CUSIP NO. 479254 10 4                                   PAGE 3 OF 6 PAGES
------------------------------                    ------------------------------

                  THIS SCHEDULE 13D is filed by H. Fisk Johnson (the "Reporting
Person"). This Schedule 13D replaces and amends the Schedule 13G filed by the
Reporting Person on July 18, 2003.

ITEM 1.           SECURITY AND ISSUER.

         Class A Common Stock, par value $.05 per share
         Johnson Outdoors Inc. (the "Company")
         555 Main Street
         Racine, Wisconsin 53403

ITEM 2.           IDENTITY AND BACKGROUND.

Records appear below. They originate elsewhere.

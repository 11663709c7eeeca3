//! 差速驱动测试序列
//!
//! 每一步先发左电机速度，间隔 100ms 再发右电机速度，然后保持 `hold`。
//! 序列无论正常结束还是被中止，最后都会把两侧速度置 0。

use crate::{CommandDriver, DriverError};
use motorbus_protocol::MotorChannel;
use std::time::Duration;
use tracing::{info, warn};

/// 左右两次发送之间的间隔
pub const SIDE_GAP: Duration = Duration::from_millis(100);

/// 使能两个通道时的间隔
pub const ENABLE_GAP: Duration = Duration::from_millis(100);

/// 序列中的一步
#[derive(Debug, Clone, Copy, PartialEq, Eq)]
pub struct DriveStep {
    pub action: &'static str,
    pub left: i32,
    pub right: i32,
    pub hold: Duration,
}

const fn step(action: &'static str, left: i32, right: i32, hold_ms: u64) -> DriveStep {
    DriveStep {
        action,
        left,
        right,
        hold: Duration::from_millis(hold_ms),
    }
}

/// 电机测试：前进、后退、原地左转、原地右转
pub const MOTOR_TEST: &[DriveStep] = &[
    step("forward", 30, 30, 3000),
    step("stop", 0, 0, 1000),
    step("reverse", -30, -30, 3000),
    step("stop", 0, 0, 1000),
    step("turn left", -20, 20, 2000),
    step("turn right", 20, -20, 2000),
    step("stop", 0, 0, 1000),
];

/// 差速演示：每个动作 2 秒，速度更高
pub const DIFFERENTIAL_DEMO: &[DriveStep] = &[
    step("stop", 0, 0, 2000),
    step("forward", 50, 50, 2000),
    step("reverse", -50, -50, 2000),
    step("turn left", -30, 30, 2000),
    step("turn right", 30, -30, 2000),
    step("stop", 0, 0, 2000),
];

/// 依次使能左右电机
///
/// 每次发送前先检查 `wait`；返回 `false` 表示被中止，此时不应继续执行序列。
pub fn enable_both(
    driver: &CommandDriver,
    mut wait: impl FnMut(Duration) -> bool,
) -> Result<bool, DriverError> {
    let mut gap = Duration::ZERO;
    for channel in MotorChannel::ALL {
        if !wait(gap) {
            info!("Enable aborted before motor {}", channel);
            return Ok(false);
        }
        driver.enable_motor(channel.as_u8())?;
        gap = ENABLE_GAP;
    }
    Ok(wait(gap))
}

/// 执行序列
///
/// `wait` 负责等待给定时长，返回 `false` 表示中止（如收到 Ctrl+C）。
/// 每次发送速度之前都会先经过一次 `wait`，中止后不会再发出非零速度。
/// 返回实际完成的步数。
pub fn run_sequence(
    driver: &CommandDriver,
    steps: &[DriveStep],
    mut wait: impl FnMut(Duration) -> bool,
) -> Result<usize, DriverError> {
    let result = run_steps(driver, steps, &mut wait);

    let stopped = driver.drive(0, 0);
    if let Err(e) = &stopped {
        warn!("Failed to stop motors after drive sequence: {}", e);
    }
    let completed = result?;
    stopped?;
    Ok(completed)
}

fn run_steps(
    driver: &CommandDriver,
    steps: &[DriveStep],
    wait: &mut impl FnMut(Duration) -> bool,
) -> Result<usize, DriverError> {
    if !wait(Duration::ZERO) {
        return Ok(0);
    }
    for (index, step) in steps.iter().enumerate() {
        info!(
            "Step {}/{}: {} (left {}, right {}, {:?})",
            index + 1,
            steps.len(),
            step.action,
            step.left,
            step.right,
            step.hold
        );
        driver.set_speed(MotorChannel::Left.as_u8(), step.left)?;
        if !wait(SIDE_GAP) {
            return Ok(index);
        }
        driver.set_speed(MotorChannel::Right.as_u8(), step.right)?;
        if !wait(step.hold) {
            return Ok(index + 1);
        }
    }
    Ok(steps.len())
}

#[cfg(test)]
mod tests {
    use super::*;

    #[test]
    fn test_motor_test_ends_stopped() {
        let last = MOTOR_TEST.last().unwrap();
        assert_eq!((last.left, last.right), (0, 0));
        let total: Duration = MOTOR_TEST.iter().map(|s| s.hold).sum();
        assert_eq!(total, Duration::from_secs(13));
    }

    #[test]
    fn test_sequences_within_speed_range() {
        for step in MOTOR_TEST.iter().chain(DIFFERENTIAL_DEMO) {
            assert!((-100..=100).contains(&step.left));
            assert!((-100..=100).contains(&step.right));
        }
    }
}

         (a) - (b) H. Fisk Johnson
                   555 Main Street
                   Racine, Wisconsin 53403

         (c) Chairman of the Board of S.C. Johnson & Son

         (d) - (e) During the last five years, the Reporting Person has not been
convicted in a criminal proceeding or been a party to a civil proceeding of a
judicial or administrative body of competent jurisdiction and as a result of
such proceeding was or is subject to a judgment, decree or final order enjoining
future violations of, or prohibiting or mandating activities subject to, federal
or state securities laws or finding any violation with respect to such laws.

         (f) The Reporting Person is a citizen of the United States.

ITEM 3.           SOURCE AND AMOUNT OF FUNDS OR OTHER CONSIDERATION.

         Not applicable.

ITEM 4.           PURPOSE OF TRANSACTION.

         The Reporting Person initially acquired his shares of the Class A
Common Stock and Class B Common Stock for investment purposes.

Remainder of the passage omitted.